Collection entries

↓

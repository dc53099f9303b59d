//! Planning client configuration types and loading

use eyre::{Context, Result};
use serde::{Deserialize, Serialize};
use std::fs;
use std::path::{Path, PathBuf};
use std::time::Duration;
use tracing::{debug, info, warn};

use crate::channel::get_socket_path;
use crate::protocol::ResolutionMode;
use crate::session::CompletionPolicy;

/// Main configuration
#[derive(Debug, Clone, Default, Serialize, Deserialize)]
#[serde(default)]
pub struct Config {
    /// Log level (TRACE, DEBUG, INFO, WARN, ERROR)
    #[serde(rename = "log-level", skip_serializing_if = "Option::is_none")]
    pub log_level: Option<String>,

    /// Connection to the planning service
    pub channel: ChannelConfig,

    /// What to submit and when to stop
    pub planning: PlanningConfig,
}

/// Project-local config file, relative to the working directory
const LOCAL_CONFIG: &str = ".planclient.yml";

impl Config {
    /// Files tried in order when no explicit path is given
    pub fn search_paths() -> Vec<PathBuf> {
        let mut paths = vec![PathBuf::from(LOCAL_CONFIG)];
        if let Some(dir) = dirs::config_dir() {
            paths.push(dir.join("planclient").join("planclient.yml"));
        }
        paths
    }

    /// Load the explicit file, else the first readable search path, else defaults
    ///
    /// Only an explicit path is allowed to fail the load.
    pub fn load(config_path: Option<&PathBuf>) -> Result<Self> {
        if let Some(path) = config_path {
            return Self::load_from_file(path).with_context(|| format!("Failed to load config from {}", path.display()));
        }

        for candidate in Self::search_paths().into_iter().filter(|p| p.is_file()) {
            match Self::load_from_file(&candidate) {
                Ok(config) => return Ok(config),
                Err(e) => warn!(path = %candidate.display(), error = %e, "Config::load: skipping config"),
            }
        }

        debug!("Config::load: no config file, using defaults");
        Ok(Self::default())
    }

    /// Log level from the config file, read before logging is set up
    ///
    /// Any failure here is ignored; the full load reports it later.
    pub fn load_log_level(config_path: Option<&PathBuf>) -> Option<String> {
        Self::load(config_path).ok().and_then(|config| config.log_level)
    }

    fn load_from_file(path: &Path) -> Result<Self> {
        let content = fs::read_to_string(path).context("Failed to read config file")?;
        let config = serde_yaml::from_str(&content).context("Failed to parse config file")?;
        info!(path = %path.display(), "Loaded config");
        Ok(config)
    }
}

/// Planning service connection
#[derive(Debug, Clone, Serialize, Deserialize)]
#[serde(default)]
pub struct ChannelConfig {
    /// Unix socket of the planning service
    #[serde(rename = "socket-path")]
    pub socket_path: PathBuf,

    /// How long to wait for the service to appear; 0 waits forever
    #[serde(rename = "wait-timeout-ms")]
    pub wait_timeout_ms: u64,

    /// Delay between discovery probes
    #[serde(rename = "poll-interval-ms")]
    pub poll_interval_ms: u64,

    /// Timeout for a single socket operation
    #[serde(rename = "io-timeout-ms")]
    pub io_timeout_ms: u64,
}

impl Default for ChannelConfig {
    fn default() -> Self {
        Self {
            socket_path: get_socket_path(),
            wait_timeout_ms: 10_000,
            poll_interval_ms: 250,
            io_timeout_ms: 5_000,
        }
    }
}

impl ChannelConfig {
    pub fn wait_timeout(&self) -> Option<Duration> {
        non_zero_ms(self.wait_timeout_ms)
    }

    pub fn poll_interval(&self) -> Duration {
        Duration::from_millis(self.poll_interval_ms.max(1))
    }

    pub fn io_timeout(&self) -> Duration {
        Duration::from_millis(self.io_timeout_ms.max(1))
    }
}

/// Planning goal options
#[derive(Debug, Clone, Default, Serialize, Deserialize)]
#[serde(default)]
pub struct PlanningConfig {
    /// Domain file; the bundled pick-and-place domain when unset
    #[serde(skip_serializing_if = "Option::is_none")]
    pub domain: Option<PathBuf>,

    /// Problem file; the bundled pick-and-place problem when unset
    #[serde(skip_serializing_if = "Option::is_none")]
    pub problem: Option<PathBuf>,

    #[serde(rename = "resolution-mode")]
    pub resolution_mode: ResolutionMode,

    /// When to stop consuming feedback
    pub completion: CompletionPolicy,

    /// Overall limit on waiting for a terminal outcome; 0 is unbounded
    #[serde(rename = "plan-timeout-ms")]
    pub plan_timeout_ms: u64,
}

impl PlanningConfig {
    pub fn plan_timeout(&self) -> Option<Duration> {
        non_zero_ms(self.plan_timeout_ms)
    }
}

fn non_zero_ms(ms: u64) -> Option<Duration> {
    (ms > 0).then(|| Duration::from_millis(ms))
}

↑

• _EXERCISE_:
As the answer, set down only the lines from the data above between the one holding "pub struct Config" and the one holding "pub fn load(config_path: Option<&PathBuf>)", inclusive, exactly as they read.

• _YOUR RESPONSE_:
pub struct Config {
    /// Log level (TRACE, DEBUG, INFO, WARN, ERROR)
    #[serde(rename = "log-level", skip_serializing_if = "Option::is_none")]
    pub log_level: Option<String>,

    /// Connection to the planning service
    pub channel: ChannelConfig,

    /// What to submit and when to stop
    pub planning: PlanningConfig,
}

/// Project-local config file, relative to the working directory
const LOCAL_CONFIG: &str = ".planclient.yml";

impl Config {
    /// Files tried in order when no explicit path is given
    pub fn search_paths() -> Vec<PathBuf> {
        let mut paths = vec![PathBuf::from(LOCAL_CONFIG)];
        if let Some(dir) = dirs::config_dir() {
            paths.push(dir.join("planclient").join("planclient.yml"));
        }
        paths
    }

    /// Load the explicit file, else the first readable search path, else defaults
    ///
    /// Only an explicit path is allowed to fail the load.
    pub fn load(config_path: Option<&PathBuf>) -> Result<Self> {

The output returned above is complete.